C.   For purposes of this Article V, Recipient and Disclosing Party shall
     include within their meaning all respective subsidiaries, distribution
     partners, agents, representatives, affiliates or fronting companies of the
     Recipient and Disclosing Party.

D.   The obligations of Customer and IMS under this Article V shall continue and
     remain in effect after termination of this Agreement. This Article shall
     not prevent the disclosure of Confidential Information to the extent
     legally required by any court or regulatory entity having jurisdiction over
     the parties.

ARTICLE VI. EXPENSES AND FEES

A.   In consideration of IMS providing Insurance Administration Services as
     described herein, Customer shall pay IMS fees and expenses as specified in
     SCHEDULE B. However, in the event that a vendor supplying a service or
     product to IMS, which service or product is used by IMS to provide the
     Insurance Administration Services to Customer, increases its rates charged
     to IMS, or there is an increase in a statutory, regulatory or judicial
     cost, IMS may increase the Service Fee and Miscellaneous Fees set forth
     herein by no more than the amount of such increased costs and will provide
     Customer with documentation verifying the increase.
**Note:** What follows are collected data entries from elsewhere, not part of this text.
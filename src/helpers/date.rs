//! Date helper functions

use chrono::{DateTime, NaiveDate, NaiveDateTime};

/// Parse a front-matter timestamp in various formats
///
/// Only the calendar position matters for ordering, so offsets are folded
/// into UTC and plain dates land on midnight.
pub fn parse_date_string(s: &str) -> Option<NaiveDateTime> {
    let s = s.trim();

    let datetime_formats = [
        "%Y-%m-%d %H:%M:%S",
        "%Y/%m/%d %H:%M:%S",
        "%Y-%m-%d %H:%M",
        "%Y/%m/%d %H:%M",
        "%Y-%m-%dT%H:%M:%S",
        "%Y-%m-%dT%H:%M:%S%.f",
    ];

    for fmt in datetime_formats {
        if let Ok(dt) = NaiveDateTime::parse_from_str(s, fmt) {
            return Some(dt);
        }
    }

    for fmt in ["%Y-%m-%d", "%Y/%m/%d"] {
        if let Ok(d) = NaiveDate::parse_from_str(s, fmt) {
            return d.and_hms_opt(0, 0, 0);
        }
    }

    // RFC 3339 / ISO 8601 with offset
    if let Ok(dt) = DateTime::parse_from_rfc3339(s) {
        return Some(dt.naive_utc());
    }

    None
}

/// Format a `YYYY-MM-DD[ time]` timestamp for display
///
/// # Examples
/// ```ignore
/// display_date("2024-01-15 10:30:00") // -> "2024年01月15日"
/// ```
///
/// Anything that does not split into three date parts is returned as is.
pub fn display_date(timestamp: &str) -> String {
    let date = timestamp.split(' ').next().unwrap_or_default();
    let parts: Vec<&str> = date.split('-').collect();

    match parts.as_slice() {
        [year, month, day] => format!("{}年{}月{}日", year, month, day),
        _ => timestamp.to_string(),
    }
}
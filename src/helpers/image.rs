//! Image URL rewriting
//!
//! Gallery images are often hosted on plain `http://` origins, which a page
//! served over TLS cannot embed. These helpers map such URLs to a secure
//! address using one of a few interchangeable strategies.

use percent_encoding::{percent_decode_str, utf8_percent_encode, AsciiSet, NON_ALPHANUMERIC};
use serde::{Deserialize, Serialize};

/// Same reserved set as JavaScript's `encodeURIComponent`
const URI_COMPONENT: &AsciiSet = &NON_ALPHANUMERIC
    .remove(b'-')
    .remove(b'_')
    .remove(b'.')
    .remove(b'!')
    .remove(b'~')
    .remove(b'*')
    .remove(b'\'')
    .remove(b'(')
    .remove(b')');

/// Default local relay endpoint
pub const DEFAULT_RELAY_ENDPOINT: &str = "/api/proxy-image";

/// Default third-party resize/proxy service
pub const DEFAULT_RESIZE_SERVICE: &str = "https://images.weserv.nl/";

/// How insecure image URLs are rewritten
#[derive(Debug, Clone, PartialEq, Eq, Serialize, Deserialize)]
#[serde(tag = "strategy", rename_all = "lowercase")]
pub enum ImageStrategy {
    /// Leave the URL untouched
    Direct,
    /// Hand the URL to a resize/proxy service
    Resize {
        #[serde(default = "default_resize_service")]
        service: String,
    },
    /// Route the URL through a relay endpoint on the same origin
    Relay {
        #[serde(default = "default_relay_endpoint")]
        endpoint: String,
    },
}

fn default_resize_service() -> String {
    DEFAULT_RESIZE_SERVICE.to_string()
}

fn default_relay_endpoint() -> String {
    DEFAULT_RELAY_ENDPOINT.to_string()
}

impl Default for ImageStrategy {
    fn default() -> Self {
        ImageStrategy::Relay {
            endpoint: default_relay_endpoint(),
        }
    }
}

impl ImageStrategy {
    /// Rewrite an image URL so it can be embedded in a secure page
    ///
    /// # Examples
    /// ```ignore
    /// strategy.rewrite("http://cdn.test/a.jpg") // -> "/api/proxy-image?url=http%3A%2F%2Fcdn.test%2Fa.jpg"
    /// ```
    pub fn rewrite(&self, url: &str) -> String {
        if url.is_empty() {
            return String::new();
        }
        if url.starts_with("https://") {
            return url.to_string();
        }

        match self {
            ImageStrategy::Direct => url.to_string(),
            ImageStrategy::Resize { service } => with_url_param(service, url),
            ImageStrategy::Relay { endpoint } => with_url_param(endpoint, url),
        }
    }
}

fn with_url_param(base: &str, url: &str) -> String {
    let separator = if base.contains('?') { '&' } else { '?' };
    format!("{}{}url={}", base, separator, encode_uri_component(url))
}

/// Percent-encode a string the way `encodeURIComponent` does
pub fn encode_uri_component(s: &str) -> String {
    utf8_percent_encode(s, URI_COMPONENT).to_string()
}

/// Recover the source URL from a rewritten one
///
/// Used as the retry path when a proxied image fails to load. Returns
/// `None` when the URL carries no `url` query parameter.
pub fn original_url(rewritten: &str) -> Option<String> {
    let (_, query) = rewritten.split_once('?')?;
    let query = query.split('#').next().unwrap_or_default();

    query
        .split('&')
        .filter_map(|pair| pair.split_once('='))
        .find(|(key, _)| *key == "url")
        .and_then(|(_, value)| percent_decode_str(value).decode_utf8().ok())
        .map(|value| value.into_owned())
}
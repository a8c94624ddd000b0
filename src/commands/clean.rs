//! Clean exported data

use anyhow::Result;
use std::fs;

use super::export::data_dir;
use crate::Folio;

/// Remove the exported JSON data from the public directory
pub fn run(folio: &Folio) -> Result<()> {
    let data_dir = data_dir(folio);
    if data_dir.exists() {
        fs::remove_dir_all(&data_dir)?;
        tracing::info!("Deleted: {:?}", data_dir);
    }

    Ok(())
}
B.   Customer shall pay for services including but not limited to third party
     information service fees and data communication line charges, for which
     Customer shall pay directly.

C.   Customer shall reimburse IMS for actual travel, living and out-of-pocket
     expenses incurred by IMS personnel, provided such expenses are approved in
     writing by Customer. Customer shall not pay IMS for IMS' travel time.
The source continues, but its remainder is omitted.